[Task to complete]
Scan the entries below for the word "commands", then copy each line that holds it.

[Excerpted data]
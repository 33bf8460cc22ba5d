//! Canonical identifier generation for graph nodes.
//!
//! Node identifiers follow a package-URL style convention:
//! `pkg:<namespace>/<slug>@<version-tag>`. Identifiers generated from human
//! names always use the `local` version tag.
//!
//! Generation is a pure function of its input. Two distinct names that
//! normalize to the same slug produce the same identifier; the graph's
//! uniqueness check (`Graph::add_node`) is what reports the collision.
//!
//! # Example
//!
//! ```
//! use frctl_graph::id_generation::{generate_id, generate_id_in, validate_id};
//!
//! assert_eq!(generate_id("My Service"), "pkg:frctl/my-service@local");
//! assert_eq!(generate_id_in("acme", "billing_api"), "pkg:acme/billing-api@local");
//! assert!(validate_id("pkg:acme/billing-api@local"));
//! ```

/// Namespace used when the caller does not supply one.
pub const DEFAULT_NAMESPACE: &str = "frctl";

/// Version tag attached to every generated identifier.
pub const LOCAL_VERSION_TAG: &str = "local";

const ID_SCHEME: &str = "pkg:";

/// Normalize a human name into a slug.
///
/// Lowercases the input and replaces every run of whitespace, underscores,
/// or hyphens with a single hyphen. Leading and trailing separators are
/// dropped.
pub fn slugify(name: &str) -> String {
    let mut slug = String::with_capacity(name.len());
    let mut pending_separator = false;

    for c in name.trim().chars() {
        if c.is_whitespace() || c == '_' || c == '-' {
            pending_separator = true;
            continue;
        }
        if pending_separator && !slug.is_empty() {
            slug.push('-');
        }
        pending_separator = false;
        slug.extend(c.to_lowercase());
    }

    slug
}

/// Generate an identifier for `name` in the default namespace.
pub fn generate_id(name: &str) -> String {
    generate_id_in(DEFAULT_NAMESPACE, name)
}

/// Generate an identifier for `name` in the given namespace.
pub fn generate_id_in(namespace: &str, name: &str) -> String {
    format!(
        "{}{}/{}@{}",
        ID_SCHEME,
        namespace,
        slugify(name),
        LOCAL_VERSION_TAG
    )
}

/// Validate identifier format.
///
/// Valid format: `pkg:<namespace>/<slug>@<version-tag>` where every part is
/// non-empty and no part contains whitespace. The graph engine itself never
/// parses identifiers; this check is for callers accepting typed input.
pub fn validate_id(id: &str) -> bool {
    let Some(rest) = id.strip_prefix(ID_SCHEME) else {
        return false;
    };

    let Some((namespace, rest)) = rest.split_once('/') else {
        return false;
    };

    let Some((slug, version)) = rest.rsplit_once('@') else {
        return false;
    };

    [namespace, slug, version]
        .iter()
        .all(|part| !part.is_empty() && !part.chars().any(char::is_whitespace))
}

#[cfg(test)]
mod tests {
    use super::*;

    #[test]
    fn test_slugify_normalizes_separators() {
        assert_eq!(slugify("My Service"), "my-service");
        assert_eq!(slugify("my_service"), "my-service");
        assert_eq!(slugify("MY-SERVICE"), "my-service");
        assert_eq!(slugify("  spaced   out__name "), "spaced-out-name");
        assert_eq!(slugify("_leading and trailing_"), "leading-and-trailing");
    }

    #[test]
    fn test_generate_id_template() {
        assert_eq!(generate_id("Auth Service"), "pkg:frctl/auth-service@local");
        assert_eq!(generate_id_in("acme", "Auth"), "pkg:acme/auth@local");
    }

    #[test]
    fn test_collisions_are_not_disambiguated() {
        // Same slug, same id: collision detection belongs to the graph.
        assert_eq!(generate_id("user service"), generate_id("User_Service"));
    }

    #[test]
    fn test_id_validation() {
        assert!(validate_id("pkg:frctl/a@local"));
        assert!(validate_id("pkg:acme/billing-api@1.2.0"));
        assert!(validate_id(&generate_id("Some Name")));

        assert!(!validate_id("frctl/a@local")); // Missing scheme
        assert!(!validate_id("pkg:a@local")); // Missing namespace separator
        assert!(!validate_id("pkg:frctl/a")); // Missing version tag
        assert!(!validate_id("pkg:/a@local")); // Empty namespace
        assert!(!validate_id("pkg:frctl/@local")); // Empty slug
        assert!(!validate_id("pkg:frctl/a b@local")); // Whitespace
    }
}
//! Save/load boundary for graphs.
//!
//! The engine itself is purely in-memory. This module is the thin adapter
//! persistence collaborators go through: [`GraphStore`] moves whole graphs
//! to and from durable storage in canonical form, and every load re-checks
//! the graph's invariants via [`canonical::deserialize`].
//!
//! # Atomicity
//!
//! [`JsonFileStore`] writes to a sibling temporary file and renames it over
//! the target, so a crash mid-write leaves the previous file intact. The
//! temporary file may be left behind; the next successful save replaces it.

use crate::canonical;
use crate::error::Result;
use crate::graph::Graph;
use async_trait::async_trait;
use std::ffi::OsString;
use std::path::{Path, PathBuf};
use tokio::fs;
use tracing::debug;

/// Durable home for a single graph.
#[async_trait]
pub trait GraphStore: Send + Sync {
    /// Load the stored graph.
    ///
    /// # Errors
    ///
    /// Returns `Error::Io` if the backing storage cannot be read and
    /// `Error::MalformedData` if its contents are not a valid graph.
    async fn load(&self) -> Result<Graph>;

    /// Replace the stored graph with `graph`.
    ///
    /// # Errors
    ///
    /// Returns `Error::Io` if the backing storage cannot be written.
    async fn save(&mut self, graph: &Graph) -> Result<()>;

    /// Whether a graph has been stored.
    ///
    /// # Errors
    ///
    /// Returns `Error::Io` if the backing storage cannot be checked.
    async fn exists(&self) -> Result<bool>;
}

/// Graph stored as an indented canonical JSON file.
#[derive(Debug, Clone)]
pub struct JsonFileStore {
    path: PathBuf,
    backup: bool,
}

impl JsonFileStore {
    /// Store the graph at `path`, without backups.
    pub fn new(path: impl Into<PathBuf>) -> Self {
        Self {
            path: path.into(),
            backup: false,
        }
    }

    /// Copy the previous file to `<name>.bak` before each save.
    #[must_use]
    pub fn with_backup(mut self, backup: bool) -> Self {
        self.backup = backup;
        self
    }

    /// Path of the graph file.
    pub fn path(&self) -> &Path {
        &self.path
    }

    /// Path the previous version is copied to when backups are on.
    pub fn backup_path(&self) -> PathBuf {
        with_appended_extension(&self.path, "bak")
    }
}

#[async_trait]
impl GraphStore for JsonFileStore {
    async fn load(&self) -> Result<Graph> {
        let bytes = fs::read(&self.path).await?;
        let graph = canonical::deserialize(&bytes)?;
        debug!(path = %self.path.display(), "Loaded graph");
        Ok(graph)
    }

    async fn save(&mut self, graph: &Graph) -> Result<()> {
        if let Some(parent) = self.path.parent().filter(|p| !p.as_os_str().is_empty()) {
            fs::create_dir_all(parent).await?;
        }

        if self.backup && fs::try_exists(&self.path).await? {
            let backup_path = self.backup_path();
            fs::copy(&self.path, &backup_path).await?;
            debug!(backup = %backup_path.display(), "Backed up previous graph");
        }

        let mut contents = canonical::serialize_pretty(graph);
        contents.push('\n');

        let temp_path = with_appended_extension(&self.path, "tmp");
        if let Err(e) = fs::write(&temp_path, contents).await {
            // Best-effort cleanup of temp file
            let _ = fs::remove_file(&temp_path).await;
            return Err(e.into());
        }
        fs::rename(&temp_path, &self.path).await?;

        debug!(
            path = %self.path.display(),
            nodes = graph.node_count(),
            edges = graph.edge_count(),
            "Saved graph"
        );
        Ok(())
    }

    async fn exists(&self) -> Result<bool> {
        Ok(fs::try_exists(&self.path).await?)
    }
}

/// Graph kept as canonical bytes in memory.
///
/// Loading before the first save yields an empty graph. Useful in tests and
/// for embedders that persist elsewhere.
#[derive(Debug, Clone, Default)]
pub struct InMemoryStore {
    bytes: Option<Vec<u8>>,
}

impl InMemoryStore {
    /// Create an empty store.
    pub fn new() -> Self {
        Self::default()
    }

    /// Create a store already holding `graph`.
    pub fn with_graph(graph: &Graph) -> Self {
        Self {
            bytes: Some(canonical::serialize(graph)),
        }
    }

    /// The canonical bytes of the last saved graph.
    pub fn bytes(&self) -> Option<&[u8]> {
        self.bytes.as_deref()
    }
}

#[async_trait]
impl GraphStore for InMemoryStore {
    async fn load(&self) -> Result<Graph> {
        match &self.bytes {
            Some(bytes) => canonical::deserialize(bytes),
            None => Ok(Graph::new()),
        }
    }

    async fn save(&mut self, graph: &Graph) -> Result<()> {
        self.bytes = Some(canonical::serialize(graph));
        Ok(())
    }

    async fn exists(&self) -> Result<bool> {
        Ok(self.bytes.is_some())
    }
}

/// `graph.json` + `tmp` -> `graph.json.tmp`; `graph` + `tmp` -> `graph.tmp`.
fn with_appended_extension(path: &Path, suffix: &str) -> PathBuf {
    let new_extension = match path.extension() {
        Some(ext) => {
            let mut new_ext = ext.to_os_string();
            new_ext.push(".");
            new_ext.push(suffix);
            new_ext
        }
        None => OsString::from(suffix),
    };
    path.with_extension(new_extension)
}

#[cfg(test)]
mod tests {
    use super::*;
    use crate::domain::{Node, NodeKind};

    #[test]
    fn test_appended_extension() {
        assert_eq!(
            with_appended_extension(Path::new("dir/graph.json"), "tmp"),
            PathBuf::from("dir/graph.json.tmp")
        );
        assert_eq!(
            with_appended_extension(Path::new("graph"), "bak"),
            PathBuf::from("graph.bak")
        );
    }

    #[tokio::test]
    async fn test_in_memory_store_round_trip() {
        let mut store = InMemoryStore::new();
        assert!(!store.exists().await.unwrap());
        assert_eq!(store.load().await.unwrap().node_count(), 0);

        let mut graph = Graph::new();
        graph
            .add_node(Node::new("a", NodeKind::Library, "a").unwrap())
            .unwrap();
        store.save(&graph).await.unwrap();

        assert!(store.exists().await.unwrap());
        assert_eq!(store.load().await.unwrap(), graph);
    }

    #[tokio::test]
    async fn test_in_memory_store_with_graph() {
        let mut graph = Graph::new();
        graph
            .add_node(Node::new("a", NodeKind::Service, "a").unwrap())
            .unwrap();

        let store = InMemoryStore::with_graph(&graph);
        assert!(store.exists().await.unwrap());
        assert_eq!(store.load().await.unwrap(), graph);
    }
}
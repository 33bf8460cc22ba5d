//! Command execution logic.
//!
//! Every mutating command loads the graph, applies one engine operation,
//! and saves the graph only if that operation succeeded.

use anyhow::{Context, Result};
use frctl_graph::id_generation::{generate_id_in, validate_id};
use frctl_graph::store::{GraphStore, JsonFileStore};
use frctl_graph::{canonical, Edge, EdgeKind, Metadata, Node, NodeKind};
use std::io;

use super::args::{AddEdgeArgs, AddNodeArgs, ExportArgs, InitArgs, RemoveEdgeArgs, RemoveNodeArgs, TraversalArgs};
use crate::app::App;
use crate::output::{self, GraphStats, OutputConfig, OutputMode};

/// Which way `execute_traversal` walks from its start node
#[derive(Debug, Clone, Copy, PartialEq, Eq)]
pub enum Direction {
    /// Nodes with a path to the start node
    Ancestors,
    /// Nodes reachable from the start node
    Descendants,
}

impl Direction {
    fn heading(self) -> &'static str {
        match self {
            Self::Ancestors => "Ancestors",
            Self::Descendants => "Descendants",
        }
    }
}

/// Execute the init command
pub async fn execute_init(args: &InitArgs, output_mode: OutputMode) -> Result<()> {
    use crate::commands::init;

    let current_dir = std::env::current_dir()?;
    let result = init::init(&current_dir, args.namespace.as_deref()).await?;

    match output_mode {
        OutputMode::Json => {
            output::print_json(&serde_json::json!({
                "frctl_dir": result.frctl_dir.display().to_string(),
                "config_file": result.config_file.display().to_string(),
                "graph_file": result.graph_file.display().to_string(),
                "namespace": result.namespace,
            }))?;
        }
        OutputMode::Text if !args.quiet => {
            let config = OutputConfig::from_env();
            println!(
                "{}",
                output::success(
                    &format!("✓ Initialized frctl in {}", result.frctl_dir.display()),
                    &config
                )
            );
            println!("  Config:    {}", result.config_file.display());
            println!("  Graph:     {}", result.graph_file.display());
            println!("  Namespace: {}", result.namespace);
        }
        OutputMode::Text => {}
    }

    Ok(())
}

/// Execute the show command
pub async fn execute_show(app: &App, output_mode: OutputMode) -> Result<()> {
    let graph = app.load_graph().await?;

    match output_mode {
        OutputMode::Json => {
            output::print_json(&serde_json::json!({
                "stats": GraphStats::from_graph(&graph),
                "graph": canonical::to_canonical_value(&graph),
            }))?;
        }
        OutputMode::Text => {
            let stdout = io::stdout();
            let mut handle = stdout.lock();
            output::write_graph(&mut handle, &graph, &OutputConfig::from_env())?;
        }
    }

    Ok(())
}

/// Execute the add-node command
pub async fn execute_add_node(
    app: &mut App,
    args: &AddNodeArgs,
    output_mode: OutputMode,
) -> Result<()> {
    let mut graph = app.load_graph().await?;

    let kind = NodeKind::from(args.kind);
    let id = match &args.id {
        Some(id) => {
            if !validate_id(id) {
                tracing::warn!(
                    id = %id,
                    "Node id does not follow the pkg:<namespace>/<slug>@<version> convention"
                );
            }
            id.clone()
        }
        None => generate_id_in(app.namespace(), &args.name),
    };
    let metadata: Metadata = args.metadata.iter().cloned().collect();
    let node = Node::new(&id, kind, &args.name)?.with_metadata(metadata);

    graph.add_node(node.clone())?;
    app.save_graph(&graph).await?;

    match output_mode {
        OutputMode::Json => output::print_json(&node)?,
        OutputMode::Text => {
            let config = OutputConfig::from_env();
            println!(
                "{}",
                output::success(
                    &format!("✓ Added {} node: {} ({})", kind, node.name(), node.id()),
                    &config
                )
            );
        }
    }

    Ok(())
}

/// Execute the add-edge command
pub async fn execute_add_edge(
    app: &mut App,
    args: &AddEdgeArgs,
    output_mode: OutputMode,
) -> Result<()> {
    let mut graph = app.load_graph().await?;

    let edge = Edge::new(&args.source, &args.target, EdgeKind::from(args.kind))?
        .with_contract(args.contract.as_deref());

    graph.add_edge(edge.clone())?;
    app.save_graph(&graph).await?;

    match output_mode {
        OutputMode::Json => output::print_json(&edge)?,
        OutputMode::Text => {
            let config = OutputConfig::from_env();
            println!(
                "{}",
                output::success(&format!("✓ Added edge: {}", edge), &config)
            );
        }
    }

    Ok(())
}

/// Execute the remove-node command
pub async fn execute_remove_node(
    app: &mut App,
    args: &RemoveNodeArgs,
    output_mode: OutputMode,
) -> Result<()> {
    let mut graph = app.load_graph().await?;

    let edges_removed = graph.edges().iter().filter(|e| e.touches(&args.id)).count();
    let node = graph.remove_node(&args.id)?;
    app.save_graph(&graph).await?;

    match output_mode {
        OutputMode::Json => {
            output::print_json(&serde_json::json!({
                "removed": node,
                "edges_removed": edges_removed,
            }))?;
        }
        OutputMode::Text => {
            let config = OutputConfig::from_env();
            println!(
                "{}",
                output::success(
                    &format!("✓ Removed node: {} ({} edges removed)", node.id(), edges_removed),
                    &config
                )
            );
        }
    }

    Ok(())
}

/// Execute the remove-edge command
///
/// Removing an edge that does not exist is not an error; the graph is left
/// untouched and a warning is printed.
pub async fn execute_remove_edge(
    app: &mut App,
    args: &RemoveEdgeArgs,
    output_mode: OutputMode,
) -> Result<()> {
    let mut graph = app.load_graph().await?;

    let removed = graph.remove_edge(&args.source, &args.target);
    if removed > 0 {
        app.save_graph(&graph).await?;
    }

    match output_mode {
        OutputMode::Json => {
            output::print_json(&serde_json::json!({
                "source": args.source,
                "target": args.target,
                "removed": removed,
            }))?;
        }
        OutputMode::Text => {
            let config = OutputConfig::from_env();
            if removed == 0 {
                println!(
                    "{}",
                    output::warning(
                        &format!("No edge from {} to {}", args.source, args.target),
                        &config
                    )
                );
            } else {
                println!(
                    "{}",
                    output::success(
                        &format!("✓ Removed edge: {} --> {}", args.source, args.target),
                        &config
                    )
                );
            }
        }
    }

    Ok(())
}

/// Execute the validate command
///
/// A graph file that fails to load is reported as a validation problem
/// rather than a load error. Returns an error when any problem is found so
/// the process exits with a non-zero status.
pub async fn execute_validate(app: &App, output_mode: OutputMode) -> Result<()> {
    let problems = match app.load_graph().await {
        Ok(graph) => graph.validate(),
        Err(crate::error::Error::Graph(frctl_graph::Error::MalformedData(message))) => {
            vec![message]
        }
        Err(e) => return Err(e.into()),
    };

    match output_mode {
        OutputMode::Json => {
            output::print_json(&serde_json::json!({
                "valid": problems.is_empty(),
                "errors": problems,
            }))?;
        }
        OutputMode::Text => {
            let stdout = io::stdout();
            let mut handle = stdout.lock();
            output::write_validation(&mut handle, &problems, &OutputConfig::from_env())?;
        }
    }

    if !problems.is_empty() {
        anyhow::bail!("Graph has {} validation problem(s)", problems.len());
    }

    Ok(())
}

/// Execute the export command
pub async fn execute_export(app: &App, args: &ExportArgs, output_mode: OutputMode) -> Result<()> {
    let graph = app.load_graph().await?;

    let Some(path) = &args.output else {
        println!("{}", canonical::serialize_pretty(&graph));
        return Ok(());
    };

    JsonFileStore::new(path)
        .save(&graph)
        .await
        .with_context(|| format!("Failed to export graph to {}", path.display()))?;

    match output_mode {
        OutputMode::Json => {
            output::print_json(&serde_json::json!({
                "exported": path.display().to_string(),
                "hash": graph.merkle_hash(),
            }))?;
        }
        OutputMode::Text => {
            let config = OutputConfig::from_env();
            println!(
                "{}",
                output::success(&format!("✓ Exported graph to {}", path.display()), &config)
            );
        }
    }

    Ok(())
}

/// Execute the stats command
pub async fn execute_stats(app: &App, output_mode: OutputMode) -> Result<()> {
    let graph = app.load_graph().await?;
    let stats = GraphStats::from_graph(&graph);

    match output_mode {
        OutputMode::Json => output::print_json(&stats)?,
        OutputMode::Text => {
            let stdout = io::stdout();
            let mut handle = stdout.lock();
            output::write_stats(&mut handle, &stats, &OutputConfig::from_env())?;
        }
    }

    Ok(())
}

/// Execute the order command
pub async fn execute_order(app: &App, output_mode: OutputMode) -> Result<()> {
    let graph = app.load_graph().await?;
    let order = graph.topological_sort()?;
    let nodes = output::nodes_for(&graph, &order);

    match output_mode {
        OutputMode::Json => output::print_json(&nodes)?,
        OutputMode::Text => {
            let stdout = io::stdout();
            let mut handle = stdout.lock();
            output::write_node_list(
                &mut handle,
                "Dependency order",
                &nodes,
                &OutputConfig::from_env(),
            )?;
        }
    }

    Ok(())
}

/// Execute the ancestors and descendants commands
pub async fn execute_traversal(
    app: &App,
    args: &TraversalArgs,
    direction: Direction,
    output_mode: OutputMode,
) -> Result<()> {
    let graph = app.load_graph().await?;
    let ids = match direction {
        Direction::Ancestors => graph.get_ancestors(&args.id)?,
        Direction::Descendants => graph.get_descendants(&args.id)?,
    };
    let nodes = output::nodes_for(&graph, &ids);

    match output_mode {
        OutputMode::Json => output::print_json(&nodes)?,
        OutputMode::Text => {
            let stdout = io::stdout();
            let mut handle = stdout.lock();
            output::write_node_list(
                &mut handle,
                &format!("{} of {}", direction.heading(), args.id),
                &nodes,
                &OutputConfig::from_env(),
            )?;
        }
    }

    Ok(())
}

/// Execute the hash command
pub async fn execute_hash(app: &App, output_mode: OutputMode) -> Result<()> {
    let graph = app.load_graph().await?;
    let hash = graph.merkle_hash();

    match output_mode {
        OutputMode::Json => output::print_json(&serde_json::json!({ "hash": hash }))?,
        OutputMode::Text => println!("{}", hash),
    }

    Ok(())
}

[Task result]
    use crate::commands::init;
/// Execute the ancestors and descendants commands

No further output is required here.